Vitruvius Teusch 1548, chap 286
Dans cette planche consacrée aux inventions de Ctesibius, on voit à côté du soufflet et de la flûte un long instrument dont l’embouchure ressemble un peu à notre objet inconnu. Le lien ténu étant que la Musique est sensée soigner la Mélancolie.
Un bec de cromorne
Cet instrument est probablement une forme de Krummhorn (cromorne ou tournebout), généralement courbé, qui possède une hanche similaire à celle du hautbois, enfermée dans un bec amovible.
Joueur de krummhorn, 1551 Heinrich Aldegraver
Cet instrument était couramment utilisé au XVIème siècle. Néanmoins, la pointe du bec amovible est plutôt en forme de fente que de trou circulaire, comme dans l’objet de Melencolia I.
Un soufflet
Sous l’autorité de Panofksi, c’est l’identification qui revient le plus souvent. Il est vrai qu’on retrouve un soufflet associé au creuset dans d’autres oeuvres d’époque (voir 1.4 Outils d’artisan ).
L’alchimie, Gravure de Hans Weiditz, 1532
Métaphoriquement, le soufflet est un objet ironique, synonyme de pensée vide et de vaines spéculations : les critiques des alchimistes les appellent des souffleurs.
Mais ici, le trou trop étroit et le manque de place jusqu’à la marche rendent cette proposition impossible : à moins d’y voir un soufflet qui ne peut pas souffler.
Voici quelques autres propositions envisagées et réfutées par Panofski [1], p 329
Un tube de couleur (Nagel)
Aucune autre représentation connue.
Une Canne de verrier
Agricola, De re metallica, 1556, p 476
A cause de cette gravure, on a proposé une canne de souffleur de verre : mais manifestement ni les proportions ni l’étroitesse de l’ouverture ne conviennent.
Un chasse-clou (Bühler)
La proximité avec les clous appelle cette hypothèse. Panofski indique que cet outil était inconnu avant le XIXème siècle. De plus, il ne correspond guère aux énormes clous de charpentier, dont la tête saillante ne risquait pas d’être escamotée.
Un clystère
La plus ancienne mention connue d’un clystère métallique se trouve dans un manuscrit de 1470 intitulé « Compte des Dépenses de la Cour de Louis XI » (toutes les références sont tirées de [2] )
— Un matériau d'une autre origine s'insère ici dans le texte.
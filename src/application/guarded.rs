//! Store access shared by every component.
//!
//! Each store call goes through [`GuardedStore::call`], which consults the
//! circuit breaker, isolates adapter panics, and records and logs failures.
//! Callers only decide what their fail-open answer is.

use crate::application::circuit_breaker::CircuitBreaker;
use crate::application::metrics::Metrics;
use crate::application::ports::{Store, StoreError};
use serde::de::DeserializeOwned;
use serde::Serialize;
use std::panic;
use std::sync::Arc;

/// Store handle with circuit breaking and failure accounting.
#[derive(Debug, Clone)]
pub struct GuardedStore {
    store: Arc<dyn Store>,
    breaker: Arc<CircuitBreaker>,
    metrics: Metrics,
}

impl GuardedStore {
    pub fn new(store: Arc<dyn Store>, breaker: Arc<CircuitBreaker>, metrics: Metrics) -> Self {
        Self {
            store,
            breaker,
            metrics,
        }
    }

    pub fn breaker(&self) -> &CircuitBreaker {
        &self.breaker
    }

    pub fn metrics(&self) -> &Metrics {
        &self.metrics
    }

    /// Run one store operation.
    ///
    /// Returns [`StoreError::CircuitOpen`] without touching the store while
    /// the breaker is open.
    pub fn call<R>(
        &self,
        operation: &'static str,
        f: impl FnOnce(&dyn Store) -> Result<R, StoreError>,
    ) -> Result<R, StoreError> {
        if !self.breaker.allow_request() {
            log_store_error(operation, &StoreError::CircuitOpen);
            return Err(StoreError::CircuitOpen);
        }

        let result = panic::catch_unwind(panic::AssertUnwindSafe(|| f(self.store.as_ref())))
            .unwrap_or_else(|_| Err(StoreError::Unavailable("store adapter panicked".to_string())));

        match &result {
            Ok(_) => self.breaker.record_success(),
            // A malformed record is a data problem, not an outage
            Err(StoreError::Codec(_)) | Err(StoreError::WrongType { .. }) => {
                self.breaker.record_success();
                self.metrics.record_store_failure();
            }
            Err(_) => {
                self.breaker.record_failure();
                self.metrics.record_store_failure();
            }
        }
        if let Err(e) = &result {
            log_store_error(operation, e);
        }
        result
    }

    /// Read and decode a bincode record.
    pub fn get_record<T: DeserializeOwned>(
        &self,
        operation: &'static str,
        key: &str,
    ) -> Result<Option<T>, StoreError> {
        let bytes = self.call(operation, |store| store.get(key))?;
        bytes
            .map(|bytes| bincode::deserialize(&bytes).map_err(StoreError::from))
            .transpose()
    }

    /// Encode and write a bincode record.
    pub fn put_record<T: Serialize>(
        &self,
        operation: &'static str,
        key: &str,
        value: &T,
        ttl_ms: u64,
    ) -> Result<(), StoreError> {
        let bytes = bincode::serialize(value)?;
        self.call(operation, |store| store.put(key, &bytes, ttl_ms))
    }
}

fn log_store_error(operation: &'static str, error: &StoreError) {
    match error {
        StoreError::CircuitOpen => {
            tracing::debug!(operation, "store circuit open, skipping");
        }
        _ => {
            tracing::error!(operation, error = %error, "store operation failed");
        }
    }
}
Bas relief du XVème siècle, Musée Gruuthuse, Brugges
Voici une des plus anciennes représentations d’une seringue à lavement, et de son usage.
Das Buch der Cirurgia di Hieronymus Brunschwig (1497)
Facsimile de Gustav Klein; Carl Kuhn, Münich, 1911.[2]
Il faut reconnaître une certaine ressemblance avec l’objet de Melencolia I.
Virgil Solis d’après Heinrich Aldegrever
La salle des Bains, milieu XVIème [3]
On reconnait la boîte, mais l’instrument n’apparaît pas dans cette gravure, qui représente des bains publics.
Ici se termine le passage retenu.